UU ASN 20/2023: Harapan dan Tanda Tanya Pensiun Bagi PPPK
SEMARANG [Berlianmedia] – Penandatanganan Undang-Undang Nomor 20 Tahun 2023 tentang Aparatur Sipil Negara (ASN) oleh Presiden Joko Widodo pada 31 Oktober 2023 lalu menjadi momen penting bagi seluruh ASN di Indonesia, termasuk Pegawai Pemerintah dengan Perjanjian Kerja (PPPK). Salah satu poin yang paling menyita perhatian adalah ketentuan bahwa PPPK yang telah mengabdi minimal 16 tahun berhak mendapatkan pensiun bulanan ketika purna tugas.
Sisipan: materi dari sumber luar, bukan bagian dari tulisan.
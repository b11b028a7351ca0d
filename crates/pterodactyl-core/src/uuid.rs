//! Strongly-typed UUID wrappers for panel resources.
//!
//! Servers and backups are both addressed by UUID; distinct wrapper types keep a backup
//! UUID from being passed where a server UUID is expected.

use serde::{Deserialize, Serialize};
use std::fmt;
use std::str::FromStr;
use uuid::Uuid;

use crate::error::{Error, Result};

/// Macro to generate strongly-typed UUID wrapper types.
macro_rules! uuid_type {
    ($(#[$meta:meta])* $name:ident, $doc:expr) => {
        $(#[$meta])*
        #[doc = $doc]
        #[derive(Debug, Clone, Copy, PartialEq, Eq, Hash, Serialize, Deserialize)]
        #[serde(transparent)]
        pub struct $name(Uuid);

        impl $name {
            /// Creates a new UUID wrapper from a [`Uuid`].
            #[must_use]
            pub const fn new(uuid: Uuid) -> Self {
                Self(uuid)
            }

            /// Creates a new random UUID (v4).
            #[must_use]
            pub fn new_v4() -> Self {
                Self(Uuid::new_v4())
            }

            /// Returns the inner [`Uuid`].
            #[must_use]
            pub const fn as_uuid(&self) -> &Uuid {
                &self.0
            }

            /// Parses a UUID from a string.
            ///
            /// # Errors
            ///
            /// Returns an error if the string is not a valid UUID.
            pub fn parse_str(input: &str) -> Result<Self> {
                Uuid::parse_str(input)
                    .map(Self)
                    .map_err(|_| Error::InvalidUuid(input.to_string()))
            }
        }

        impl From<Uuid> for $name {
            fn from(uuid: Uuid) -> Self {
                Self(uuid)
            }
        }

        impl FromStr for $name {
            type Err = Error;

            fn from_str(s: &str) -> Result<Self> {
                Self::parse_str(s)
            }
        }

        impl fmt::Display for $name {
            fn fmt(&self, f: &mut fmt::Formatter<'_>) -> fmt::Result {
                write!(f, "{}", self.0)
            }
        }
    };
}

uuid_type!(ServerUuid, "Game server UUID as reported by the panel");
uuid_type!(BackupUuid, "Backup UUID, unique within its owning server");
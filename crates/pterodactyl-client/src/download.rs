//! Backup archive downloads through signed URLs.

use crate::client::{PanelClient, ENDPOINT_BACKUPS, ENDPOINT_DOWNLOAD, ENDPOINT_SERVER, JSON};
use crate::models::{Server, SignedUrl};
use crate::Result;
use futures_util::StreamExt;
use pterodactyl_core::config::PanelTarget;
use pterodactyl_core::uuid::BackupUuid;
use pterodactyl_core::Error;
use reqwest::header::ACCEPT;
use reqwest::{Method, StatusCode};
use std::path::Path;
use tokio::fs::File;
use tokio::io::AsyncWriteExt;
use tracing::{debug, trace};
use url::Url;

impl PanelClient {
    /// Resolve the signed download URL of a backup.
    pub async fn backup_download_url(
        &self,
        target: &PanelTarget,
        server: &Server,
        backup: BackupUuid,
    ) -> Result<SignedUrl> {
        let server_id = server.uuid().to_string();
        let backup_id = backup.to_string();
        self.call_api(
            target,
            Method::GET,
            ENDPOINT_SERVER,
            &[&server_id, ENDPOINT_BACKUPS, &backup_id, ENDPOINT_DOWNLOAD],
            None,
        )
        .await
    }

    /// Download a backup archive to `destination`, returning the number of bytes written.
    ///
    /// The archive is fetched from the signed URL without the bearer credential. The
    /// destination is created (or truncated) only once the signed URL answered `200 OK`; a
    /// failure while streaming the body can leave a truncated file behind.
    pub async fn download_backup(
        &self,
        target: &PanelTarget,
        server: &Server,
        backup: BackupUuid,
        destination: impl AsRef<Path>,
    ) -> Result<u64> {
        let destination = destination.as_ref();
        let signed = self.backup_download_url(target, server, backup).await?;
        let url = Url::parse(&signed.attributes.url)?;

        trace!(%backup, host = url.host_str().unwrap_or_default(), "Attempting to download backup");

        let response = self.http.get(url).header(ACCEPT, JSON).send().await?;
        let status = response.status();

        trace!(%backup, %status, "Signed URL responded");

        if status != StatusCode::OK {
            return Err(Error::DownloadFailed(status.as_u16()));
        }

        trace!(path = %destination.display(), "Creating backup file");
        let mut file = File::create(destination).await?;

        let mut written: u64 = 0;
        let mut stream = response.bytes_stream();
        while let Some(chunk) = stream.next().await {
            let chunk = chunk?;
            file.write_all(&chunk).await?;
            written += chunk.len() as u64;
        }
        file.flush().await?;

        debug!(%backup, path = %destination.display(), bytes = written, "Backup downloaded");
        Ok(written)
    }
}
Bagi sebagian PPPK, kabar ini membawa angin segar. Ada secercah harapan bahwa masa tua mereka kelak bisa dijalani dengan lebih tenang, tanpa kekhawatiran berlebihan soal penghasilan. Namun, di balik kabar baik tersebut, muncul tanda tanya besar yang belum terjawab: bagaimana cara menghitung masa kerja 16 tahun tersebut? Apakah dihitung sejak masa pengabdian sebagai honorer, atau baru dimulai setelah resmi diangkat sebagai PPPK pasca-berlakunya UU ASN 20/2023?
Pertanyaan ini menjadi penting karena kondisi di lapangan cukup beragam. Tidak sedikit PPPK yang baru diangkat sudah berusia di atas 55 tahun. Secara logis, jika perhitungan 16 tahun dimulai dari pengangkatan resmi, maka mereka tidak akan pernah memenuhi syarat untuk menerima pensiun bulanan. Padahal, banyak di antara mereka telah mengabdi puluhan tahun sebagai tenaga honorer di instansi yang sama mengajar di sekolah, membantu administrasi, atau memberikan layanan publik lain tanpa jaminan kesejahteraan layaknya PNS.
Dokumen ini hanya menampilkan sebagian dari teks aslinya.